On Thu, 8 Mar 2001 08:55:28 +1100 (EST), Neil Brown wrote:

>On Wednesday March 7, gf435@gmx.net wrote:
>> I run a Dual prozessor SMP system on 2.4.2-ac12 for a while
>> in degraded mode. Today I put in a new disk to switch to
>> full raid5 mode. Shortly after the command raidhotadd the
>> system crashed with the message lost interrupt on cpu1.
>
>Was there an Oops? Can we see? decoded with ksymoops of course.

Unfortunatly I entered this command remotely. The console Display was
off at that time.

>Are you happy to retry? (i.e. raidsetfaulty; raidhotremove,
>raidhotadd). If so, Could you try with 2.4.2?

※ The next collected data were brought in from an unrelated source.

//! Lazy, ordered object reads.
//!
//! [`ObjectReader::open`] resolves a complete record and returns a
//! [`ChunkStream`]. The stream fetches chunk `i` only when polled, one fetch
//! at a time, and checks each chunk's length against the record. A missing
//! or wrong-sized chunk ends the stream with
//! [`StoreError::StreamCorruption`]; nothing is yielded after an error.

use std::pin::Pin;
use std::sync::Arc;
use std::task::{Context, Poll};

use bytes::Bytes;
use futures::stream::{self, BoxStream};
use futures::{Stream, StreamExt};
use tracing::{trace, warn};

use crate::error::{StoreError, StoreResult};
use crate::id::ObjectId;
use crate::storage::{ChunkStore, ObjectMetadata, StorageBackend};

/// Opens stored objects for streaming.
#[derive(Debug, Clone)]
pub struct ObjectReader {
    backend: StorageBackend,
}

impl ObjectReader {
    /// Create a reader over `backend`.
    #[must_use]
    pub fn new(backend: StorageBackend) -> Self {
        Self { backend }
    }

    /// Resolve `id` and return a lazy stream over its chunks.
    ///
    /// # Errors
    ///
    /// [`StoreError::ObjectNotFound`] if no complete object exists, or the
    /// catalog's error.
    pub async fn open(&self, id: &ObjectId) -> StoreResult<ChunkStream> {
        let meta = self.backend.catalog.lookup(id).await?;
        trace!(%id, length = meta.length, chunk_count = meta.chunk_count, "opened object");
        Ok(ChunkStream::new(self.backend.chunks.clone(), meta))
    }
}

struct Cursor {
    chunks: Arc<dyn ChunkStore>,
    meta: Arc<ObjectMetadata>,
    index: u32,
}

async fn next_chunk(cursor: Cursor) -> StoreResult<Option<(Bytes, Cursor)>> {
    let Some(expected) = cursor.meta.expected_chunk_len(cursor.index) else {
        return Ok(None);
    };
    let id = &cursor.meta.id;
    let index = cursor.index;

    let chunk = match cursor.chunks.get_chunk(id, index).await {
        Ok(chunk) => chunk,
        Err(StoreError::ChunkNotFound { .. }) => {
            warn!(%id, index, "chunk missing from complete object");
            return Err(StoreError::StreamCorruption {
                id: id.to_hex(),
                index,
                reason: "chunk missing".to_owned(),
            });
        }
        Err(e) => return Err(e),
    };

    if chunk.len() != expected {
        warn!(%id, index, expected, actual = chunk.len(), "chunk has wrong length");
        return Err(StoreError::StreamCorruption {
            id: id.to_hex(),
            index,
            reason: format!("expected {expected} bytes, found {}", chunk.len()),
        });
    }

    trace!(%id, index, len = chunk.len(), "fetched chunk");
    Ok(Some((
        chunk,
        Cursor {
            index: index + 1,
            ..cursor
        },
    )))
}

/// Ordered, finite, non-restartable stream of one object's chunks.
pub struct ChunkStream {
    meta: Arc<ObjectMetadata>,
    inner: BoxStream<'static, StoreResult<Bytes>>,
}

impl std::fmt::Debug for ChunkStream {
    fn fmt(&self, f: &mut std::fmt::Formatter<'_>) -> std::fmt::Result {
        f.debug_struct("ChunkStream")
            .field("id", &self.meta.id)
            .field("length", &self.meta.length)
            .field("chunk_count", &self.meta.chunk_count)
            .finish_non_exhaustive()
    }
}

impl ChunkStream {
    fn new(chunks: Arc<dyn ChunkStore>, meta: ObjectMetadata) -> Self {
        let meta = Arc::new(meta);
        let cursor = Cursor {
            chunks,
            meta: meta.clone(),
            index: 0,
        };
        Self {
            meta,
            inner: stream::try_unfold(cursor, next_chunk).boxed(),
        }
    }

    /// The record this stream was opened from.
    #[must_use]
    pub fn metadata(&self) -> &ObjectMetadata {
        &self.meta
    }
}

impl Stream for ChunkStream {
    type Item = StoreResult<Bytes>;

    fn poll_next(mut self: Pin<&mut Self>, cx: &mut Context<'_>) -> Poll<Option<Self::Item>> {
        self.inner.poll_next_unpin(cx)
    }

    fn size_hint(&self) -> (usize, Option<usize>) {
        self.inner.size_hint()
    }
}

I would not really like to do that, as of now everything runs fine again for a day.

>Where abouts in the sync-process did it die? Start? end? middle?
>various?

After the first crash I needed to reboot. It crashed again shortly after
boot message that it starts to resync.

This happens several times until I used the kernel parameter MAXcpus=1.
Then it worked without a problem. After resyncing finished I could start
it again in SMP mode and everything worked fine again.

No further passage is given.